Y la espesa corriente veremos desde el puente,
arrastrar el descuaje de los bosques cercanos,
mientras la lluvia tiende su gárrula cortina
sobre los techos grises, oloroso a barro.

–II–

La neblina decora los montes con su leve
enredadera. El seno de la montaña es casto.
De vendajes suavísimos cubre el árbol su cuerpo.
Rebaños de blancura se cuajan en el prado.

¿Qué pasa en la montaña? ¿Algún
ángel , acaso,
que de Dios pastorea los rebaños celestes,
los apriscos azules  esta vez no ha cerrado?
como dulces recuerdos de la niñez las rutas
de la vida y del retorno, del mundo se han borrado.

   –III–

Cromo ingenuo de un tiempo florido de parábolas,
la sierra es un retablo de bíblicos motivos.
Manso buey de las eras, frente al surco que humea,
bajo los pinos rumia sus recuerdos antiguos.

Y aparece la estrella que guió a los tres Reyes Magos  
hacia Belén. Se pueblan de rumores  las sendas.
Suenan de los pastores las flautas rusticanas
y perfuman los pinos la ritual Nochebuena.

El niño esta radioso como un lucero en ascuas.
la Virgen le hila una camisita de luna.
En tanto el buey le arropa con sabanas de baho
y San José le aduerme con cantares de cuna.

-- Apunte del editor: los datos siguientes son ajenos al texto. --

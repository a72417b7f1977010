//! In-memory tables and the invariant checks that guard them.

use std::collections::{BTreeMap, HashMap};

use super::changes::{ChangeSet, Record, RecordKey};
use crate::error::InvariantViolation;
use crate::model::{Comment, CommentId, Post, PostId, User, UserId};

/// The three entity collections plus the unique email index.
///
/// Maps are ordered by ID, which is creation order.
#[derive(Debug, Default, Clone, PartialEq, Eq)]
pub(crate) struct Tables {
    pub(crate) users: BTreeMap<UserId, User>,
    pub(crate) posts: BTreeMap<PostId, Post>,
    pub(crate) comments: BTreeMap<CommentId, Comment>,
    /// email -> owning user
    pub(crate) emails: HashMap<String, UserId>,
}

impl Tables {
    pub(crate) fn new() -> Self {
        Self::default()
    }

    /// Whether `email` is free for `user` (unused, or already theirs).
    pub(crate) fn email_available(&self, email: &str, user: Option<&UserId>) -> bool {
        match self.emails.get(email) {
            Some(owner) => Some(owner) == user,
            None => true,
        }
    }

    pub(crate) fn posts_by_author<'a>(&'a self, author: &'a UserId) -> impl Iterator<Item = &'a Post> {
        self.posts.values().filter(move |post| &post.author == author)
    }

    pub(crate) fn comments_by_author<'a>(
        &'a self,
        author: &'a UserId,
    ) -> impl Iterator<Item = &'a Comment> {
        self.comments
            .values()
            .filter(move |comment| &comment.author == author)
    }

    pub(crate) fn comments_by_post<'a>(&'a self, post: &'a PostId) -> impl Iterator<Item = &'a Comment> {
        self.comments
            .values()
            .filter(move |comment| &comment.post == post)
    }

    /// Apply a change set: removals first, then writes.
    pub(crate) fn apply(&mut self, changes: &ChangeSet) {
        for key in &changes.removes {
            self.remove(key);
        }
        for record in &changes.puts {
            self.put(record.clone());
        }
    }

    pub(crate) fn put(&mut self, record: Record) {
        match record {
            Record::User(user) => {
                if let Some(previous) = self.users.get(&user.id) {
                    if previous.email != user.email {
                        self.emails.remove(&previous.email);
                    }
                }
                self.emails.insert(user.email.clone(), user.id.clone());
                self.users.insert(user.id.clone(), user);
            }
            Record::Post(post) => {
                self.posts.insert(post.id.clone(), post);
            }
            Record::Comment(comment) => {
                self.comments.insert(comment.id.clone(), comment);
            }
        }
    }

    fn remove(&mut self, key: &RecordKey) {
        match key {
            RecordKey::User(id) => {
                if let Some(user) = self.users.remove(id) {
                    self.emails.remove(&user.email);
                }
            }
            RecordKey::Post(id) => {
                self.posts.remove(id);
            }
            RecordKey::Comment(id) => {
                self.comments.remove(id);
            }
        }
    }

    /// Verify referential integrity and email uniqueness.
    pub(crate) fn check_invariants(&self) -> Result<(), InvariantViolation> {
        for post in self.posts.values() {
            if !self.users.contains_key(&post.author) {
                return Err(InvariantViolation::DanglingPostAuthor {
                    post: post.id.clone(),
                    author: post.author.clone(),
                });
            }
        }

        for comment in self.comments.values() {
            if !self.users.contains_key(&comment.author) {
                return Err(InvariantViolation::DanglingCommentAuthor {
                    comment: comment.id.clone(),
                    author: comment.author.clone(),
                });
            }
            if !self.posts.contains_key(&comment.post) {
                return Err(InvariantViolation::DanglingCommentPost {
                    comment: comment.id.clone(),
                    post: comment.post.clone(),
                });
            }
        }

        self.check_emails()
    }

    fn check_emails(&self) -> Result<(), InvariantViolation> {
        let mut seen: HashMap<&str, &UserId> = HashMap::with_capacity(self.users.len());
        for user in self.users.values() {
            if let Some(first) = seen.insert(&user.email, &user.id) {
                return Err(InvariantViolation::DuplicateEmail {
                    email: user.email.clone(),
                    first: first.clone(),
                    second: user.id.clone(),
                });
            }
            if self.emails.get(&user.email) != Some(&user.id) {
                return Err(InvariantViolation::StaleEmailIndex {
                    email: user.email.clone(),
                });
            }
        }

        if self.emails.len() != self.users.len() {
            let stale = self
                .emails
                .keys()
                .find(|email| !seen.contains_key(email.as_str()))
                .cloned()
                .unwrap_or_default();
            return Err(InvariantViolation::StaleEmailIndex { email: stale });
        }

        Ok(())
    }
}

#[cfg(test)]
mod tests {
    use super::*;

    fn user(id: &str, email: &str) -> User {
        User {
            id: UserId::from(id),
            name: id.to_string(),
            email: email.to_string(),
            age: None,
        }
    }

    fn post(id: &str, author: &str) -> Post {
        Post {
            id: PostId::from(id),
            title: id.to_string(),
            body: String::new(),
            published: true,
            author: UserId::from(author),
        }
    }

    #[test]
    fn test_put_user_maintains_email_index() {
        let mut tables = Tables::new();
        tables.put(Record::User(user("u1", "a@x.io")));
        assert!(!tables.email_available("a@x.io", None));
        assert!(tables.email_available("a@x.io", Some(&UserId::from("u1"))));

        tables.put(Record::User(user("u1", "b@x.io")));
        assert!(tables.email_available("a@x.io", None));
        assert!(tables.check_invariants().is_ok());
    }

    #[test]
    fn test_dangling_post_author_detected() {
        let mut tables = Tables::new();
        tables.put(Record::Post(post("p1", "ghost")));

        assert_eq!(
            tables.check_invariants(),
            Err(InvariantViolation::DanglingPostAuthor {
                post: PostId::from("p1"),
                author: UserId::from("ghost"),
            })
        );
    }

    #[test]
    fn test_duplicate_email_detected() {
        let mut tables = Tables::new();
        tables.users.insert(UserId::from("u1"), user("u1", "same@x.io"));
        tables.users.insert(UserId::from("u2"), user("u2", "same@x.io"));
        tables
            .emails
            .insert("same@x.io".to_string(), UserId::from("u1"));

        assert!(matches!(
            tables.check_invariants(),
            Err(InvariantViolation::DuplicateEmail { .. })
        ));
    }

    #[test]
    fn test_apply_removes_before_puts() {
        let mut tables = Tables::new();
        tables.put(Record::User(user("u1", "a@x.io")));

        let changes = ChangeSet::new()
            .remove(RecordKey::User(UserId::from("u1")))
            .put(Record::User(user("u2", "a@x.io")));
        tables.apply(&changes);

        assert_eq!(tables.users.len(), 1);
        assert_eq!(tables.emails.get("a@x.io"), Some(&UserId::from("u2")));
        assert!(tables.check_invariants().is_ok());
    }
}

Pinos de Nochebuena, símbolos de mi tierra,
no se puede decir Navidad sin vosotros,
y hasta se siente uno algo monje y poeta
a la sombra balsámica de vuestro viejos troncos.

–IV–

Estos cipreses “góticos”  tienen aire cristiano;
largos sayales glaucos se dijera que visten;
sus lúgubres siluetas, casi negras, oscilan
con una aire infinito de agonía. Son tristes.

Yo los he visto en esas noches de pedrería
sideral, asomarse, para ver a la  luna
surgir tras los cerros. ¡Místicos caballeros
de un Greco delirante, bajo la noche bruja!

Y cuando en el coloquio la blonda luna llena,
recostada en los hombros de sus monjes amados,
les dijo sus ternuras, la envidia de los perros
conoció, con su aullido, la alarma de los gallos.

–V–

Pinos, niebla, cipreses, la garra devorante
del tiempo nos acecha. Pero el canto y vosotros
darán si flor eterna, y de aquí en adelante
nuevas resurrecciones vendrán tras vosotros.